Spiced Lentil, Carrot and Roasted Tomato Soup

The other day, I had the pleasure of sharing a bowl of soup with The Hedge Comber. As it was rather cold outside I fancied making something both warming and colourful. I always have split red lentils in the house, but I also happened to have carrots and tomatoes too. All were of a suitable hue I reckoned. As for flavourings I decided ginger and home-grown chilli for warmth and rosemary and thyme for aroma would hit the spot.

I also decided to roast the tomatoes for additional flavour and to give a slight smoky edge to the soup. To go with this, I made a loaf of bread using oak smoked flour, which complemented the soup well, we thought. A small grating of chocolate went into and onto the soup, but to be honest it was rather lost in the general melange and Janie was, shall we say, underwhelmed by its inclusion.

I am entering this into Vanesther's The Spice Trail over at Bangers & Mash. The chilli was quite pronounced and the ginger combined with it very nicely to give a truly warming soup. The theme is Temple Food and not only is this soup good and healthy it's the sort of thing that might be eaten in all sorts of Eastern temples - minus the roasted tomatoes perhaps!

I am also sending this off to Cooking with Herbs over at Lavender and Lovage. I used rosemary and thyme from the garden to flavour the roasting tomatoes and bay leaves in the lentils.

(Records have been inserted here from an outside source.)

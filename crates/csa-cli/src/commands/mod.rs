//! Command implementations for create-shuttle-app.

pub mod create;
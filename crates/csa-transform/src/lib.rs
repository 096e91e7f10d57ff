//! Source-to-source transformations on config module ASTs.

mod next_config;
mod pass;
pub mod visit;

pub use next_config::{
    NEXT_CONFIG_IDENTIFIER, NEXT_CONFIG_TYPE_COMMENT, NextConfigPass, Requirement,
};
pub use pass::Pass;
pub use visit::Visitor;

use csa_parser::Program;

/// Transformer that applies a sequence of passes to a config module
pub struct Transformer {
    passes: Vec<Box<dyn Pass>>,
}

impl Transformer {
    /// Creates a transformer with the default passes
    #[must_use]
    pub fn new() -> Self {
        Self {
            passes: vec![Box::new(NextConfigPass::new())],
        }
    }

    /// Runs every pass once, in order
    ///
    /// Returns `true` if any pass changed the module
    pub fn transform(&self, program: &mut Program) -> bool {
        let mut changed = false;
        for pass in &self.passes {
            if pass.run(program) {
                tracing::debug!(pass = pass.name(), "pass changed the module");
                changed = true;
            }
        }
        changed
    }
}

impl Default for Transformer {
    fn default() -> Self {
        Self::new()
    }
}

This month's theme is The Great British Store Cupboard and as already stated, my store cupboard is permanently stocked with lentils.

Possibly for the first time ever, I find I am able to enter No Croutons Required, the longstanding salad and soup event hosted alternately by Lisa's Kitchen and Tinned Tomatoes.

Lentil and tomato soup is a bit of a classic, but with the edition of carrots, I reckon it becomes suitable for Extra Veg over at Utterly Scrummy Food for Families and alternately hosted by Fuss Free Flavours.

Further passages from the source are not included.